Una buona parte dei figli degli artigiani sono stati iscritti agli istituti tecnici, dove l’obiettivo della maggioranza degli studenti è quello di raggiungere l’età dell’obbligo scolastico, anche senza conseguire il diploma, per poi affiancarsi e imparare il mestiere dei genitori.
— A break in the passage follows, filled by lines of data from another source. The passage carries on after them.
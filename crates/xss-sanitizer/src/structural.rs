//! Applies the [`StringSanitizer`] to every leaf of a JSON-like tree.

use serde_json::{Map, Value};

use crate::sanitizer::{Sanitize, SanitizerConfig, StringSanitizer};

/// Nesting depth accepted by [`StructuralMapper::default`].
pub const DEFAULT_MAX_DEPTH: usize = 256;

/// Errors returned by [`StructuralMapper::sanitize`].
#[derive(Debug, thiserror::Error, PartialEq, Eq)]
pub enum StructureError {
    #[error("container nesting exceeds the limit of {limit} levels")]
    TooDeep { limit: usize },
}

/// Sanitizes every leaf of a [`Value`] while preserving its shape.
///
/// Objects keep their keys (verbatim) and order, arrays keep their order.
/// Every non-container leaf becomes a string: numbers use their JSON text,
/// booleans are `true`/`false`, and `null` is the empty string.
///
/// A `Value` owns its children, so it cannot contain cycles; the depth limit
/// stands in for cycle detection and fails the whole call rather than
/// returning a partially sanitized tree.
#[derive(Debug, Clone)]
pub struct StructuralMapper {
    sanitizer: StringSanitizer,
    max_depth: usize,
}

impl StructuralMapper {
    pub fn new(sanitizer: StringSanitizer) -> Self {
        Self {
            sanitizer,
            max_depth: DEFAULT_MAX_DEPTH,
        }
    }

    pub fn with_max_depth(mut self, max_depth: usize) -> Self {
        self.max_depth = max_depth;
        self
    }

    pub fn sanitizer(&self) -> &StringSanitizer {
        &self.sanitizer
    }

    pub fn set_quote_escaping(&mut self, quote_escaping: bool) -> &mut Self {
        self.sanitizer.set_quote_escaping(quote_escaping);
        self
    }

    pub fn sanitize(&self, value: &Value) -> Result<Value, StructureError> {
        self.sanitize_with(value, self.sanitizer.config())
    }

    pub fn sanitize_with(
        &self,
        value: &Value,
        config: SanitizerConfig,
    ) -> Result<Value, StructureError> {
        self.walk(value, config, 0)
    }

    fn walk(
        &self,
        value: &Value,
        config: SanitizerConfig,
        depth: usize,
    ) -> Result<Value, StructureError> {
        match value {
            Value::Array(items) => {
                self.check_depth(depth)?;
                items
                    .iter()
                    .map(|item| self.walk(item, config, depth + 1))
                    .collect::<Result<Vec<_>, _>>()
                    .map(Value::Array)
            }
            Value::Object(entries) => {
                self.check_depth(depth)?;
                let mut out = Map::with_capacity(entries.len());
                for (key, item) in entries {
                    out.insert(key.clone(), self.walk(item, config, depth + 1)?);
                }
                Ok(Value::Object(out))
            }
            leaf => Ok(Value::String(
                self.sanitizer.sanitize_with(&leaf_text(leaf), config),
            )),
        }
    }

    fn check_depth(&self, depth: usize) -> Result<(), StructureError> {
        if depth >= self.max_depth {
            return Err(StructureError::TooDeep {
                limit: self.max_depth,
            });
        }
        Ok(())
    }
}

impl Default for StructuralMapper {
    fn default() -> Self {
        Self::new(StringSanitizer::default())
    }
}

impl Sanitize for StructuralMapper {
    type Input = Value;
    type Output = Result<Value, StructureError>;

    fn sanitize(&self, input: &Value) -> Self::Output {
        StructuralMapper::sanitize(self, input)
    }
}

fn leaf_text(leaf: &Value) -> String {
    match leaf {
        Value::String(s) => s.clone(),
        Value::Null => String::new(),
        Value::Bool(b) => b.to_string(),
        Value::Number(n) => n.to_string(),
        // Containers are handled by the caller.
        other => other.to_string(),
    }
}
//! # xss-sanitizer
//!
//! Neutralizes script-injection (XSS) and SQL-injection vectors in untrusted
//! text before it is stored, rendered, or interpolated into a query.
//!
//! The crate is organised around these layers:
//!
//! 1. **[`patterns`]** -- static, ordered catalogue of byte-regex rules,
//!    grouped by [`RuleCategory`](patterns::RuleCategory).
//! 2. **[`library`]** -- compiles the rules (plus a [`RegexSet`](regex::bytes::RegexSet)
//!    fast path) and applies one ordered pass, or reports
//!    [`Finding`](library::Finding)s.
//! 3. **[`sanitizer`]** -- repeats passes until the string stops changing,
//!    then optionally backslash-escapes quotes.
//! 4. **[`markup`]** -- allowlist filter for rich text, driven by a
//!    [`TagPolicy`](policy::TagPolicy), with a pluggable
//!    [`MarkupBackend`](markup::MarkupBackend).
//! 5. **[`structural`]** -- maps the string sanitizer over JSON trees.
//!
//! ## Quick start
//!
//! ```rust
//! use xss_sanitizer::{sanitize_markup, sanitize_string, TagPolicy};
//!
//! assert_eq!(sanitize_string("<script>alert(1)</script>", false), "");
//! assert_eq!(sanitize_string("O'Reilly", true), r"O\'Reilly");
//! assert_eq!(
//!     sanitize_markup("<img src=x onerror=alert(1)>", &TagPolicy::default()),
//!     r#"<img src="x">"#
//! );
//! ```

#[cfg(feature = "ammonia")]
pub mod ammonia_backend;
pub mod library;
pub mod loader;
pub mod markup;
pub mod patterns;
pub mod policy;
pub mod sanitizer;
pub mod structural;

use std::sync::LazyLock;

use serde_json::Value;

// Re-export the most commonly used types at the crate root for ergonomic
// imports (`use xss_sanitizer::StringSanitizer`).
#[cfg(feature = "ammonia")]
pub use ammonia_backend::AmmoniaBackend;
pub use library::{Finding, PatternError, PatternLibrary};
pub use markup::{MarkupBackend, MarkupFilter};
pub use patterns::{InjectionRule, Replacement, RuleCategory, RuleScope, RULES};
pub use policy::TagPolicy;
pub use sanitizer::{escape_quotes, Sanitize, SanitizerConfig, StringSanitizer, MAX_PASSES};
pub use structural::{StructuralMapper, StructureError};

static MARKUP: LazyLock<MarkupFilter> = LazyLock::new(MarkupFilter::default);

/// Sanitize one string with the built-in rules.
pub fn sanitize_string(input: &str, escape_quotes: bool) -> String {
    StringSanitizer::default()
        .sanitize_with(input, SanitizerConfig::with_quote_escaping(escape_quotes))
}

/// Sanitize every leaf of `input`, keeping its shape.
pub fn sanitize_container(input: &Value, escape_quotes: bool) -> Result<Value, StructureError> {
    StructuralMapper::default()
        .sanitize_with(input, SanitizerConfig::with_quote_escaping(escape_quotes))
}

/// Filter `input` against `policy` with the fallback allowlist filter.
pub fn sanitize_markup(input: &str, policy: &TagPolicy) -> String {
    MARKUP.sanitize_with(input, policy)
}
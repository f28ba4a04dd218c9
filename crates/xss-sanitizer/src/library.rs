//! Compiled form of the rule catalogue.
//!
//! [`PatternLibrary`] compiles every [`InjectionRule`] into a byte regex and
//! keeps a [`RegexSet`] alongside, which answers "does any rule match at all"
//! in a single scan.  A string no rule matches is already a fixed point, so
//! the sanitizer can stop without running the individual rules.

use std::borrow::Cow;
use std::sync::{Arc, LazyLock};

use regex::bytes::{Captures, Regex, RegexSet};
use serde::{Deserialize, Serialize};
use tracing::debug;

use crate::patterns::{InjectionRule, Replacement, RuleCategory, RuleScope, RULES, TAG_TOKEN};

// ---------------------------------------------------------------------------
// Errors
// ---------------------------------------------------------------------------

/// Errors that can occur while compiling a [`PatternLibrary`].
#[derive(Debug, thiserror::Error)]
pub enum PatternError {
    #[error("failed to compile regex pattern: {0}")]
    RegexCompile(#[from] regex::Error),
}

// ---------------------------------------------------------------------------
// Finding
// ---------------------------------------------------------------------------

/// A single match produced by [`PatternLibrary::scan`].
#[derive(Debug, Clone, PartialEq, Eq, Serialize, Deserialize)]
pub struct Finding {
    /// The `name` field of the [`InjectionRule`] that matched.
    pub rule_name: String,
    /// The family of injection vector the rule belongs to.
    pub category: RuleCategory,
    /// The matched bytes, lossily decoded for display.
    pub matched_text: String,
    /// Byte offset of the match within the scanned text.
    pub offset: usize,
}

// ---------------------------------------------------------------------------
// PatternLibrary
// ---------------------------------------------------------------------------

struct CompiledRule {
    rule: &'static InjectionRule,
    regex: Regex,
}

impl CompiledRule {
    fn replace<'t>(&self, text: &'t [u8]) -> Cow<'t, [u8]> {
        match self.rule.replacement {
            Replacement::Text(with) => self.regex.replace_all(text, with.as_bytes()),
            Replacement::DecodedReference => self
                .regex
                .replace_all(text, |caps: &Captures<'_>| decode_reference(&caps[0])),
        }
    }
}

/// Decode one numeric character reference if it names a character that can
/// spell a URI scheme.  References without the trailing `;` are decoded the
/// way browsers decode them.
fn decode_reference(raw: &[u8]) -> Vec<u8> {
    let Ok(reference) = std::str::from_utf8(raw) else {
        return raw.to_vec();
    };
    let mut reference = reference.to_ascii_lowercase();
    if !reference.ends_with(';') {
        reference.push(';');
    }

    match html_escape::decode_html_entities(&reference).as_bytes() {
        [byte] if byte.is_ascii_alphanumeric() || byte.is_ascii_whitespace() || *byte == b':' => {
            vec![*byte]
        }
        _ => raw.to_vec(),
    }
}

/// The rule catalogue compiled and ready to apply.
///
/// Immutable after construction; share it between sanitizers with an
/// [`Arc`].
pub struct PatternLibrary {
    any_rule: RegexSet,
    rules: Vec<CompiledRule>,
    tag_token: Regex,
}

static BUILTIN: LazyLock<Arc<PatternLibrary>> = LazyLock::new(|| {
    Arc::new(PatternLibrary::compile(RULES).expect("built-in patterns must compile"))
});

impl PatternLibrary {
    /// Compile `rules`, preserving their order.
    pub fn compile(rules: &'static [InjectionRule]) -> Result<Self, PatternError> {
        let any_rule = RegexSet::new(rules.iter().map(|r| r.pattern))?;

        let rules = rules
            .iter()
            .map(|rule| {
                Ok(CompiledRule {
                    rule,
                    regex: Regex::new(rule.pattern)?,
                })
            })
            .collect::<Result<Vec<_>, PatternError>>()?;

        Ok(Self {
            any_rule,
            rules,
            tag_token: Regex::new(TAG_TOKEN)?,
        })
    }

    /// The process-wide library compiled from [`RULES`].
    ///
    /// # Panics
    ///
    /// Panics on first use if the built-in catalogue fails to compile, which
    /// the catalogue's own tests rule out.
    pub fn builtin() -> Arc<Self> {
        Arc::clone(&BUILTIN)
    }

    /// Returns the number of compiled rules.
    pub fn rule_count(&self) -> usize {
        self.rules.len()
    }

    /// Returns `true` when at least one rule matches somewhere in `text`.
    pub fn is_match(&self, text: &[u8]) -> bool {
        self.any_rule.is_match(text)
    }

    /// Run every rule once, in declaration order, each on the output of the
    /// previous one.
    pub fn apply_pass(&self, text: &[u8]) -> Vec<u8> {
        let mut current = text.to_vec();

        for compiled in &self.rules {
            let rewritten = match compiled.rule.scope {
                RuleScope::Anywhere => compiled.replace(&current),
                RuleScope::InsideTags => self.replace_inside_tags(&current, compiled),
            };

            if let Cow::Owned(next) = rewritten {
                if next != current {
                    debug!(
                        rule = compiled.rule.name,
                        category = %compiled.rule.category,
                        removed = current.len().saturating_sub(next.len()),
                        "injection rule rewrote input"
                    );
                    current = next;
                }
            }
        }

        current
    }

    /// Apply `compiled` to the inside of every tag-like token, leaving the
    /// text between tokens untouched.
    fn replace_inside_tags<'t>(&self, text: &'t [u8], compiled: &CompiledRule) -> Cow<'t, [u8]> {
        self.tag_token
            .replace_all(text, |caps: &Captures<'_>| compiled.replace(&caps[0]).into_owned())
    }

    /// Report every rule match in `text` without rewriting anything.
    ///
    /// The returned [`Vec`] is sorted by byte offset.  Tag-scoped rules only
    /// report matches inside tag-like tokens.
    pub fn scan(&self, text: &[u8]) -> Vec<Finding> {
        let mut findings = Vec::new();

        for idx in self.any_rule.matches(text).into_iter() {
            let compiled = &self.rules[idx];
            match compiled.rule.scope {
                RuleScope::Anywhere => {
                    for m in compiled.regex.find_iter(text) {
                        findings.push(Self::finding(compiled.rule, m.as_bytes(), m.start()));
                    }
                }
                RuleScope::InsideTags => {
                    for tag in self.tag_token.find_iter(text) {
                        for m in compiled.regex.find_iter(tag.as_bytes()) {
                            findings.push(Self::finding(
                                compiled.rule,
                                m.as_bytes(),
                                tag.start() + m.start(),
                            ));
                        }
                    }
                }
            }
        }

        findings.sort_by_key(|f| f.offset);
        findings
    }

    fn finding(rule: &InjectionRule, matched: &[u8], offset: usize) -> Finding {
        Finding {
            rule_name: rule.name.to_string(),
            category: rule.category,
            matched_text: String::from_utf8_lossy(matched).into_owned(),
            offset,
        }
    }
}

impl std::fmt::Debug for PatternLibrary {
    fn fmt(&self, f: &mut std::fmt::Formatter<'_>) -> std::fmt::Result {
        f.debug_struct("PatternLibrary")
            .field("rules", &self.rules.iter().map(|c| c.rule.name).collect::<Vec<_>>())
            .finish()
    }
}
// ---------------------------------------------------------------------------
// StringSanitizer
// ---------------------------------------------------------------------------

/// Neutralizes injection vectors inside a single string.
///
/// # Example
///
/// ```rust
/// use xss_sanitizer::{SanitizerConfig, StringSanitizer};
///
/// let sanitizer = StringSanitizer::new(SanitizerConfig::default()).unwrap();
/// assert_eq!(sanitizer.sanitize("<script>alert(1)</script>hi"), "hi");
/// ```
#[derive(Debug, Clone)]
pub struct StringSanitizer {
    library: Arc<PatternLibrary>,
    config: SanitizerConfig,
}

impl StringSanitizer {
    /// Create a sanitizer backed by the built-in rule catalogue.
    pub fn new(config: SanitizerConfig) -> Result<Self, PatternError> {
        let library = Arc::new(PatternLibrary::compile(RULES)?);
        Ok(Self::with_library(library, config))
    }

    /// Create a sanitizer that shares an already compiled library.
    pub fn with_library(library: Arc<PatternLibrary>, config: SanitizerConfig) -> Self {
        Self { library, config }
    }

    pub fn library(&self) -> &Arc<PatternLibrary> {
        &self.library
    }

    /// Returns the instance's default configuration.
    pub fn config(&self) -> SanitizerConfig {
        self.config
    }

    /// Change the default used by [`sanitize`](Self::sanitize).  Affects only
    /// later calls.
    pub fn set_quote_escaping(&mut self, quote_escaping: bool) -> &mut Self {
        self.config.quote_escaping = quote_escaping;
        self
    }

    /// Sanitize `input` with the instance configuration.
    pub fn sanitize(&self, input: &str) -> String {
        self.sanitize_with(input, self.config)
    }

    /// Sanitize `input` with an explicit configuration for this call only.
    pub fn sanitize_with(&self, input: &str, config: SanitizerConfig) -> String {
        into_string(self.sanitize_bytes_with(input.as_bytes(), config))
    }

    /// Sanitize arbitrary bytes with the instance configuration.
    pub fn sanitize_bytes(&self, input: &[u8]) -> Vec<u8> {
        self.sanitize_bytes_with(input, self.config)
    }

    /// Sanitize arbitrary bytes, which need not be valid UTF-8.
    pub fn sanitize_bytes_with(&self, input: &[u8], config: SanitizerConfig) -> Vec<u8> {
        let neutralized = self.neutralize_bytes(input);
        self.finish(neutralized.bytes, config)
    }

    /// Run the rule passes only, without quote escaping.
    pub fn neutralize(&self, input: &str) -> String {
        into_string(self.neutralize_bytes(input.as_bytes()).bytes)
    }

    /// Apply the rule library until the text stops changing or
    /// [`MAX_PASSES`] passes have run.
    pub fn neutralize_bytes(&self, input: &[u8]) -> Neutralized {
        let mut current = input.to_vec();

        for pass in 0..MAX_PASSES {
            if !self.library.is_match(&current) {
                return Neutralized {
                    bytes: current,
                    passes: pass,
                    converged: true,
                };
            }

            let next = self.library.apply_pass(&current);
            if next == current {
                return Neutralized {
                    bytes: current,
                    passes: pass + 1,
                    converged: true,
                };
            }
            current = next;
        }

        warn!(
            passes = MAX_PASSES,
            len = current.len(),
            "pass ceiling reached before input stabilized"
        );
        Neutralized {
            bytes: current,
            passes: MAX_PASSES,
            converged: false,
        }
    }

    /// The post-loop step: quote escaping, exactly once, when enabled.
    pub fn finish(&self, bytes: Vec<u8>, config: SanitizerConfig) -> Vec<u8> {
        if config.quote_escaping {
            escape_quotes(&bytes)
        } else {
            bytes
        }
    }

    /// Report every rule match in `input` without rewriting it.
    pub fn scan(&self, input: &str) -> Vec<Finding> {
        self.library.scan(input.as_bytes())
    }
}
Forzando
il nostro punto di vista, possiamo considerare quest’ultima nota, tutto sommato, positiva.
La maggior parte dei giovani di oggi sono figli o nipoti della generazione del “68”, cresciuti nella cultura del “tutto dovuto” e dello “statalismo”. Di qui il confronto critico con un Stato che non è più e non potrà più essere diretto dispensatore di posti di lavoro.
Il sistema si è degradato , i valori della famiglia si sono dispersi, il dover ammettere di non aver realizzato gli ideali iniziali crea ulteriori frustrazioni, il confronto fra differenti classi sociali proposto quotidianamente dai media rafforza il rancore, sono tutti fattori che spingono i giovani ai margini del lecito, al bullismo, al sentirsi “protagonisti” in un mondo sempre più separato dal vivere civile, sempre più vicino al ghetto, alle “banlieu” degli immigrati, considerate come ultimo gradino, e forse anche disprezzate perchè sono proprio gli immigrati che hanno contribuito al mantenimento dell’occupazione negli ultimi anni.

 

 

§8-CONCLUSIONI

 

Ecco perché quando parlo di RILANCIO ECONOMICO rimango perplesso sulle possibilità di successo, a fronte del debole coordinamento industriale fra Confindustria e Governo,a fronte dei vincoli e paletti che impone la Comunità Europea a tutto vantaggio della Germania e dei paesi del centro-europa, a fronte dell’incomprensibile comportamento di un sindacato arcaico, politicizzato e miope nella visione dello sviluppo,a fronte di governi che non riescono ad uscire dal velleitarismo demagogico,invece di affrontare le varie problematiche con tenacia e perseveranza, a fronte di un sistema scuola/università che in parte si contrappone ad una necessaria modernizzazione.
L’estensione della crisi finanziaria all’economia reale ha trovato il nostro paese, industrialmente parlando, già sulle ginocchia, con molte aziende più portate a delocalizzare la produzione in altri paesi invece di cercare  soluzioni per uno sviluppo all’interno dei confini nazionali.
Solo il rilancio della R&S e il dominio delle tecnologie possono ridare vitalità alle aziende nazionali,creando le premesse per nuovi investimenti e per nuovi posti di lavoro; Governo, Confindustria e Sindacati devono operare all’unisono in tale direzione e mettere in atto tutte le altre iniziative elencate nei § 5 e 6 e altre ancora che probabilmente mi sono dimenticato nella penna.